We present a method to devise, execute, and assess a cyber deception. The aim is to cause an adversary to believe they are under a cyber attack when in fact they are not. Cyber network defense relies on human and computational systems that can reason over multiple individual evidentiary items to detect the presence of meta events, i.e., cyber attacks. Many of these systems aggregate and reason over alerts from Network-based Intrusion Detection Systems (NIDS). Such systems use byte patterns as attack signatures to analyze network traffic and generate corresponding alerts. Current aggregation and reasoning tools use a variety of techniques to model meta-events, among them Bayesian Networks. However, the inputs to these models are based on network traffic which is inherently subject to manipulation. In this work, we demonstrate a capability to remotely and artificially trigger specific meta events in a potentially unknown model. We use an existing and known Bayesian Network based cyber attack detection system to guide construction of deceptive network packets.
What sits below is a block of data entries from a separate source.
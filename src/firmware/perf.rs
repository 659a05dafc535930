//! Global performance measurements.

use super::ids::CompoundModuleId;
use crate::codec::{ByteStreamReader, ByteStreamWriter, StreamResult, Streamable};
use serde::Serialize;

crate::firmware_enum! {
    /// State of the firmware performance measurement service
    pub enum PerfState {
        Disabled = 0 => "disabled",
        Stopped = 1 => "stopped",
        Started = 2 => "started",
        Paused = 3 => "paused",
    }
}

/// Cycle consumption of one module instance or core
#[derive(Debug, Clone, Copy, PartialEq, Eq, Serialize)]
pub struct PerfDataItem {
    pub resource_id: CompoundModuleId,
    /// bit 0: power mode (0 = D0, 1 = D0i3), bit 31: resource removed
    pub details: u32,
    /// Peak KCPS
    pub peak: u32,
    /// Average KCPS
    pub average: u32,
}

impl PerfDataItem {
    pub const WIRE_BYTES: usize = 16;

    const POWER_MODE_BIT: u32 = 1;
    const IS_REMOVED_BIT: u32 = 1 << 31;

    pub fn new(
        resource_id: CompoundModuleId,
        power_mode: bool,
        is_removed: bool,
        peak: u32,
        average: u32,
    ) -> Self {
        let mut details = 0;
        if power_mode {
            details |= Self::POWER_MODE_BIT;
        }
        if is_removed {
            details |= Self::IS_REMOVED_BIT;
        }
        Self {
            resource_id,
            details,
            peak,
            average,
        }
    }

    pub fn power_mode(&self) -> bool {
        self.details & Self::POWER_MODE_BIT != 0
    }

    pub fn is_removed(&self) -> bool {
        self.details & Self::IS_REMOVED_BIT != 0
    }
}

impl Streamable for PerfDataItem {
    const WIRE_SIZE: Option<usize> = Some(Self::WIRE_BYTES);

    fn read_from(reader: &mut ByteStreamReader<'_>) -> StreamResult<Self> {
        Ok(Self {
            resource_id: reader.read()?,
            details: reader.read()?,
            peak: reader.read()?,
            average: reader.read()?,
        })
    }

    fn write_to(&self, writer: &mut ByteStreamWriter) {
        writer.write(&self.resource_id);
        writer.write(&self.details);
        writer.write(&self.peak);
        writer.write(&self.average);
    }
}

#[derive(Debug, Clone, PartialEq, Eq, Default)]
pub struct GlobalPerfData {
    pub items: Vec<PerfDataItem>,
}

impl GlobalPerfData {
    pub fn allocation_size(count: usize) -> usize {
        4 + count * PerfDataItem::WIRE_BYTES
    }
}

impl Streamable for GlobalPerfData {
    fn read_from(reader: &mut ByteStreamReader<'_>) -> StreamResult<Self> {
        Ok(Self {
            items: reader.read_vec::<u32, PerfDataItem>()?,
        })
    }

    fn write_to(&self, writer: &mut ByteStreamWriter) {
        writer.write_vec::<u32, PerfDataItem>(&self.items);
    }
}
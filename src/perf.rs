//! Performance measurement service
//!
//! Wraps the firmware's global performance data into per-core and
//! per-module reports. Each module item gets the UUID of its module type
//! and a KCPS budget derived from the instance props: cycles per chunk,
//! times chunks per second on input pin 0.
//!
//! # Example
//!
//! ```ignore
//! use dsp_debug_agent::perf::PerfService;
//! use dsp_debug_agent::firmware::PerfState;
//!
//! let perf = PerfService::new(&handler);
//! perf.set_state(PerfState::Started)?;
//! for item in perf.data()?.modules {
//!     println!("{} #{}: {} / {} KCPS", item.uuid, item.instance_id, item.average, item.budget);
//! }
//! ```

use crate::error::{AgentError, Result, ResultExt};
use crate::firmware::{ModuleEntry, ModuleInstanceProps, PerfDataItem, PerfState};
use crate::handler::ModuleHandler;
use crate::transport::Transport;
use serde::Serialize;

/// UUID placeholder of core items
pub const CORE_UUID: &str = "n/a";

#[derive(Debug, Clone, Copy, PartialEq, Eq, Serialize)]
pub enum PowerMode {
    D0,
    D0i3,
}

/// One performance item, ready for display
#[derive(Debug, Clone, PartialEq, Eq, Serialize)]
pub struct PerfItem {
    pub uuid: String,
    pub instance_id: u16,
    pub power_mode: PowerMode,
    pub is_removed: bool,
    /// KCPS the instance is expected to need, 0 when unknown
    pub budget: u32,
    pub peak: u32,
    pub average: u32,
}

/// Performance items split by resource kind, in firmware order
#[derive(Debug, Clone, Default, PartialEq, Eq, Serialize)]
pub struct CompoundPerfData {
    pub cores: Vec<PerfItem>,
    pub modules: Vec<PerfItem>,
}

/// KCPS budget of a module instance.
///
/// Instances without an input pin or with no input buffer size have no
/// budget.
pub fn compute_budget(props: &ModuleInstanceProps) -> Result<u32> {
    let Some(pin) = props.input_pins.first() else {
        return Ok(0);
    };
    if props.ibs_bytes == 0 {
        return Ok(0);
    }

    let format = &pin.format;
    if format.bit_depth % 8 != 0 {
        return Err(AgentError::Firmware(format!(
            "The bit depth for module instance ({}, {}) is not a multiple of 8.",
            props.id.module_id, props.id.instance_id
        )));
    }

    let bytes_per_second = f64::from(format.sampling_frequency)
        * f64::from(format.number_of_channels)
        * f64::from(format.bit_depth / 8);
    let kcps = f64::from(props.cpc) * bytes_per_second / f64::from(props.ibs_bytes) / 1000.0;
    if kcps > f64::from(u32::MAX) {
        return Err(AgentError::Firmware(
            "Budget kCPS computation overflow.".to_string(),
        ));
    }
    Ok(kcps as u32)
}

/// Performance measurements of the firmware.
///
/// Dropping the service disables the measurements.
pub struct PerfService<'a, T: Transport> {
    handler: &'a ModuleHandler<T>,
}

impl<'a, T: Transport> PerfService<'a, T> {
    pub fn new(handler: &'a ModuleHandler<T>) -> Self {
        Self { handler }
    }

    pub fn state(&self) -> Result<PerfState> {
        self.handler.perf_state()
    }

    pub fn set_state(&self, state: PerfState) -> Result<()> {
        tracing::info!(state = %state, "Setting performance measurement state");
        self.handler.set_perf_state(state)
    }

    /// Fetch the current measurements.
    ///
    /// A module instance that cannot be queried keeps a zero budget; any
    /// other failure fails the whole report.
    pub fn data(&self) -> Result<CompoundPerfData> {
        let raw = self
            .handler
            .perf_items()
            .context("When getting perf items from firmware")?;

        let mut entries: Option<Vec<ModuleEntry>> = None;
        let mut result = CompoundPerfData::default();
        for item in &raw {
            if item.resource_id.module_id == 0 {
                result.cores.push(perf_item(item, CORE_UUID.to_string(), 0));
                continue;
            }

            let budget = if item.is_removed() {
                0
            } else {
                self.budget_of(item)?
            };

            if entries.is_none() {
                entries = Some(
                    self.handler
                        .module_entries()
                        .context("When getting perf items from firmware")?,
                );
            }
            let module_id = item.resource_id.module_id;
            let uuid = entries
                .iter()
                .flatten()
                .find(|entry| entry.module_id == module_id)
                .map(ModuleEntry::uuid_string)
                .ok_or_else(|| {
                    AgentError::Firmware(format!(
                        "When trying to find module entry {}: no such module",
                        module_id
                    ))
                })?;
            result.modules.push(perf_item(item, uuid, budget));
        }
        Ok(result)
    }

    fn budget_of(&self, item: &PerfDataItem) -> Result<u32> {
        let id = item.resource_id;
        match self.handler.module_instance_props(id.module_id, id.instance_id) {
            Ok(props) => compute_budget(&props),
            Err(e) => {
                tracing::warn!(
                    "Couldn't retrieve module instance {} when trying to compute its KCPS budget: {}",
                    id,
                    e
                );
                Ok(0)
            }
        }
    }
}

impl<T: Transport> Drop for PerfService<'_, T> {
    fn drop(&mut self) {
        if let Err(e) = self.handler.set_perf_state(PerfState::Disabled) {
            tracing::error!("Unable to stop driver perf service: {}", e);
        }
    }
}

fn perf_item(item: &PerfDataItem, uuid: String, budget: u32) -> PerfItem {
    PerfItem {
        uuid,
        instance_id: item.resource_id.instance_id,
        power_mode: if item.power_mode() {
            PowerMode::D0i3
        } else {
            PowerMode::D0
        },
        is_removed: item.is_removed(),
        budget,
        peak: item.peak,
        average: item.average,
    }
}

#[cfg(test)]
mod tests {
    use super::*;
    use crate::firmware::{AudioDataFormatIpc, CompoundModuleId, PinProps};

    fn props(cpc: u32, ibs_bytes: u32, format: AudioDataFormatIpc) -> ModuleInstanceProps {
        let mut props = ModuleInstanceProps::new(CompoundModuleId::new(5, 2));
        props.cpc = cpc;
        props.ibs_bytes = ibs_bytes;
        props.input_pins = vec![PinProps::pcm(format, 0)];
        props
    }

    #[test]
    fn test_budget() {
        // 48 kHz 16-bit stereo: 192000 bytes/s, 384-byte chunks: 500 chunks/s
        let budget = compute_budget(&props(20_000, 384, AudioDataFormatIpc::default())).unwrap();
        assert_eq!(budget, 10_000);
    }

    #[test]
    fn test_budget_without_input() {
        let mut source = props(20_000, 384, AudioDataFormatIpc::default());
        source.input_pins.clear();
        assert_eq!(compute_budget(&source).unwrap(), 0);
        assert_eq!(
            compute_budget(&props(20_000, 0, AudioDataFormatIpc::default())).unwrap(),
            0
        );
    }

    #[test]
    fn test_budget_rejects_odd_bit_depth() {
        let format = AudioDataFormatIpc {
            bit_depth: 20,
            ..AudioDataFormatIpc::default()
        };
        let err = compute_budget(&props(1, 1, format)).unwrap_err();
        assert_eq!(
            err.to_string(),
            "The bit depth for module instance (5, 2) is not a multiple of 8."
        );
    }

    #[test]
    fn test_budget_overflow() {
        let format = AudioDataFormatIpc {
            sampling_frequency: u32::MAX,
            bit_depth: 32,
            number_of_channels: 8,
            ..AudioDataFormatIpc::default()
        };
        let err = compute_budget(&props(u32::MAX, 1, format)).unwrap_err();
        assert_eq!(err.to_string(), "Budget kCPS computation overflow.");
    }

    #[test]
    fn test_item_conversion() {
        let raw = PerfDataItem::new(CompoundModuleId::new(0, 1), true, false, 30, 20);
        let item = perf_item(&raw, CORE_UUID.to_string(), 0);
        assert_eq!(item.power_mode, PowerMode::D0i3);
        assert_eq!(item.instance_id, 1);
        assert_eq!((item.peak, item.average), (30, 20));
    }
}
These network packets are not actual attacks or exploits, but rather contain selected features of attack traffic embedded in benign content. We provide these packets to a different cyber attack detection system to gauge their generalizability and effect. We combine the deception packets' characteristics, the second system's response, and external observables to propose a deception model to assess the effectiveness of the manufactured network traffic on our target. We demonstrate the development and execution of a specific deception, and we propose the corresponding deception model.